Love Our Island Art Walk is an art-centric creative placemaking project that utilizes public art, storefront art installations, and music performances to activate Alameda’s historic downtown districts. Support for Love Our Island Arts Walks come from the California Arts Council, City of Alameda Public Art Commission, the Downtown Alameda Business Association and Rhythmix 2018 Sponsors.
About the Artists
Nicole Mueller
By bringing the tradition of stained glass and its connotations of spiritual or sacred spaces, into a new context with impermanent materials, Nicole Mueller creates an abstract collage that is ephemeral, light-filled, and intentionally beautiful. Her vibrant collage-work relies on the interplay of color and light, equally dynamic during the day and at night — capturing the attention of passersby, beautifying an otherwise unimagined storefront, and offering an expression of optimism filled with both color and light.
According to Mueller, art can offer us respite, moments of reflection, wonder, and joy. An insistence on beauty, especially today, is an act of resilience and a presentation of hope. Anything that can point us towards these ideals is a valuable and worthwhile goal, especially if it can create a shared experience in the midst of a public setting, catch us off guard, or grab our attention in an unexpected place.
Najib Joe Hakim
Exploring the themes of migration, borders, the environment and conflict, Najib Joe Hakim presents still-frame image sequences paired with short poetic statements. Each sequence benefits from a synergy of suggestive meaning and beauty that the individual frames lack.
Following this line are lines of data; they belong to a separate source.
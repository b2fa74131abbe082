//! OpenAI-compatible reasoning service.

use log::warn;

use super::{ReasoningRequest, ReasoningResponse, ReasoningService};
use crate::config::AppConfig;
use crate::errors::{PipelineError, Result};
use crate::openai::{ChatMessage, ChatRequest, OpenAiClient, OpenAiError, ResponseFormat};

pub struct OpenAiReasoner {
    client: OpenAiClient,
    model: String,
    temperature: f32,
    max_tokens: u32,
}

impl OpenAiReasoner {
    pub fn new(client: OpenAiClient, model: impl Into<String>) -> Self {
        Self {
            client,
            model: model.into(),
            temperature: 0.3,
            max_tokens: 2000,
        }
    }

    /// Build from configuration; fails without an API key
    pub fn from_config(config: &AppConfig) -> Result<Self> {
        let api_key = config.provider.require_api_key()?;
        let client = OpenAiClient::from_config(&config.provider, api_key, config.request_timeout())
            .map_err(|e| PipelineError::Configuration(e.to_string()))?;

        Ok(Self {
            client,
            model: config.provider.analysis_model.clone(),
            temperature: config.provider.temperature,
            max_tokens: config.provider.max_tokens,
        })
    }

    /// Chat request carrying the answer schema as the response format
    fn chat_request(&self, request: ReasoningRequest) -> ChatRequest {
        ChatRequest {
            model: self.model.clone(),
            messages: vec![
                ChatMessage::system(request.system_prompt),
                ChatMessage::user(request.prompt),
            ],
            // Stricter re-requests run colder
            temperature: if request.strict { 0.0 } else { self.temperature },
            max_tokens: self.max_tokens,
            response_format: Some(ResponseFormat::json_schema(
                RESPONSE_SCHEMA_NAME,
                request.response_schema,
            )),
        }
    }
}

const RESPONSE_SCHEMA_NAME: &str = "risk_report";

impl ReasoningService for OpenAiReasoner {
    async fn complete(&self, request: ReasoningRequest) -> Result<ReasoningResponse> {
        let chat = self.chat_request(request);

        let completion = self.client.chat_completion(&chat).await.map_err(|err| {
            warn!("Reasoning service call failed: {}", err);
            match err {
                OpenAiError::RateLimited(detail) => {
                    PipelineError::AnalysisUnavailable(format!("quota exceeded ({detail})"))
                }
                other => PipelineError::AnalysisUnavailable(other.to_string()),
            }
        })?;

        Ok(ReasoningResponse {
            content: completion.content,
            model: completion.model.or_else(|| Some(self.model.clone())),
        })
    }

    fn model_name(&self) -> Option<String> {
        Some(self.model.clone())
    }
}
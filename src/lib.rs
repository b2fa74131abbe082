//! # Ingredient Intelligence
//!
//! Reads ingredient labels (photos or pasted text), classifies the product,
//! asks a reasoning service for an ingredient-risk report, personalizes it
//! against a user's health preferences and keeps a consumption history with
//! daily and weekly aggregates.

pub mod analyzer;
pub mod classifier;
pub mod cli;
pub mod config;
pub mod errors;
pub mod extraction;
pub mod label_parsing;
pub mod localization;
pub mod model;
pub mod openai;
pub mod personalization;
pub mod pipeline;
pub mod summary;
pub mod tracker;

pub use errors::{PipelineError, Result};
pub use pipeline::{AnalysisPipeline, AnalysisReport, PipelineInput, RunContext};
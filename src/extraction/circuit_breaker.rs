//! # Circuit Breaker Module
//!
//! Fail-fast guard for the networked extraction service. After repeated
//! consecutive failures the breaker opens and calls are rejected without
//! touching the network until the reset window elapses.

use std::sync::Mutex;
use std::time::{Duration, Instant};

use log::{info, warn};

use crate::config::RecoveryConfig;

/// Observable breaker state
#[derive(Debug, Clone, Copy, PartialEq, Eq)]
pub enum CircuitState {
    /// Requests pass through
    Closed,
    /// Threshold reached, requests fail fast
    Open,
    /// Reset window elapsed, the next request probes the service
    HalfOpen,
}

/// Circuit breaker around a remote capability
///
/// - `circuit_breaker_threshold`: consecutive failures before opening (default: 5)
/// - `circuit_breaker_reset_secs`: time before a probe is allowed (default: 60s)
#[derive(Debug)]
pub struct CircuitBreaker {
    failure_count: Mutex<u32>,
    last_failure_time: Mutex<Option<Instant>>,
    config: RecoveryConfig,
}

impl CircuitBreaker {
    pub fn new(config: RecoveryConfig) -> Self {
        Self {
            failure_count: Mutex::new(0),
            last_failure_time: Mutex::new(None),
            config,
        }
    }

    /// Current state, without side effects
    pub fn state(&self) -> CircuitState {
        let failure_count = *self.failure_count.lock().unwrap();
        let last_failure = *self.last_failure_time.lock().unwrap();

        if failure_count < self.config.circuit_breaker_threshold {
            return CircuitState::Closed;
        }
        match last_failure {
            Some(last_time) if last_time.elapsed() < self.reset_window() => CircuitState::Open,
            _ => CircuitState::HalfOpen,
        }
    }

    /// Check if the breaker is open (blocking requests)
    ///
    /// Once the reset window has elapsed the failure count is cleared and the
    /// next request is let through.
    pub fn is_open(&self) -> bool {
        match self.state() {
            CircuitState::Open => true,
            CircuitState::HalfOpen => {
                info!("Circuit breaker reset window elapsed, allowing a probe request");
                self.record_success();
                false
            }
            CircuitState::Closed => false,
        }
    }

    /// Record a failed call
    pub fn record_failure(&self) {
        let mut failure_count = self.failure_count.lock().unwrap();
        *failure_count += 1;
        *self.last_failure_time.lock().unwrap() = Some(Instant::now());

        if *failure_count == self.config.circuit_breaker_threshold {
            warn!(
                "Circuit breaker opened after {} consecutive failures",
                *failure_count
            );
        }
    }

    /// Record a successful call, closing the breaker
    pub fn record_success(&self) {
        *self.failure_count.lock().unwrap() = 0;
        *self.last_failure_time.lock().unwrap() = None;
    }

    pub fn failure_count(&self) -> u32 {
        *self.failure_count.lock().unwrap()
    }

    fn reset_window(&self) -> Duration {
        Duration::from_secs(self.config.circuit_breaker_reset_secs)
    }
}

#[cfg(test)]
mod tests {
    use super::*;

    fn breaker(threshold: u32, reset_secs: u64) -> CircuitBreaker {
        CircuitBreaker::new(RecoveryConfig {
            circuit_breaker_threshold: threshold,
            circuit_breaker_reset_secs: reset_secs,
            ..RecoveryConfig::default()
        })
    }

    #[test]
    fn test_opens_after_threshold() {
        let breaker = breaker(2, 60);
        assert!(!breaker.is_open());

        breaker.record_failure();
        assert_eq!(breaker.state(), CircuitState::Closed);

        breaker.record_failure();
        assert_eq!(breaker.state(), CircuitState::Open);
        assert!(breaker.is_open());
    }

    #[test]
    fn test_success_closes() {
        let breaker = breaker(1, 60);
        breaker.record_failure();
        assert!(breaker.is_open());

        breaker.record_success();
        assert!(!breaker.is_open());
        assert_eq!(breaker.failure_count(), 0);
    }

    #[test]
    fn test_half_open_after_reset_window() {
        let breaker = breaker(1, 0);
        breaker.record_failure();
        assert_eq!(breaker.state(), CircuitState::HalfOpen);

        assert!(!breaker.is_open());
        assert_eq!(breaker.state(), CircuitState::Closed);
    }
}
According to Hakim, we live in a new dark age in which civilian lives are demeaned and de-humanized; science and nature are scoffed at; and atavistic fears send us scurrying toward our basest natures. Hakim feels that beauty, or coming upon a beautiful work of art unexpectedly, may help remind us of our loftier, sacred and shared aspirations.
Charlie Sullivan
Charlie Sullivan repurposes found and discarded items, combining them with lenses and mirrors to create emotionally inspired freestanding sculptures and hangings. Everyday items are rearranged in a playful balance and are built to be viewed in the round to encourage shifting perspectives.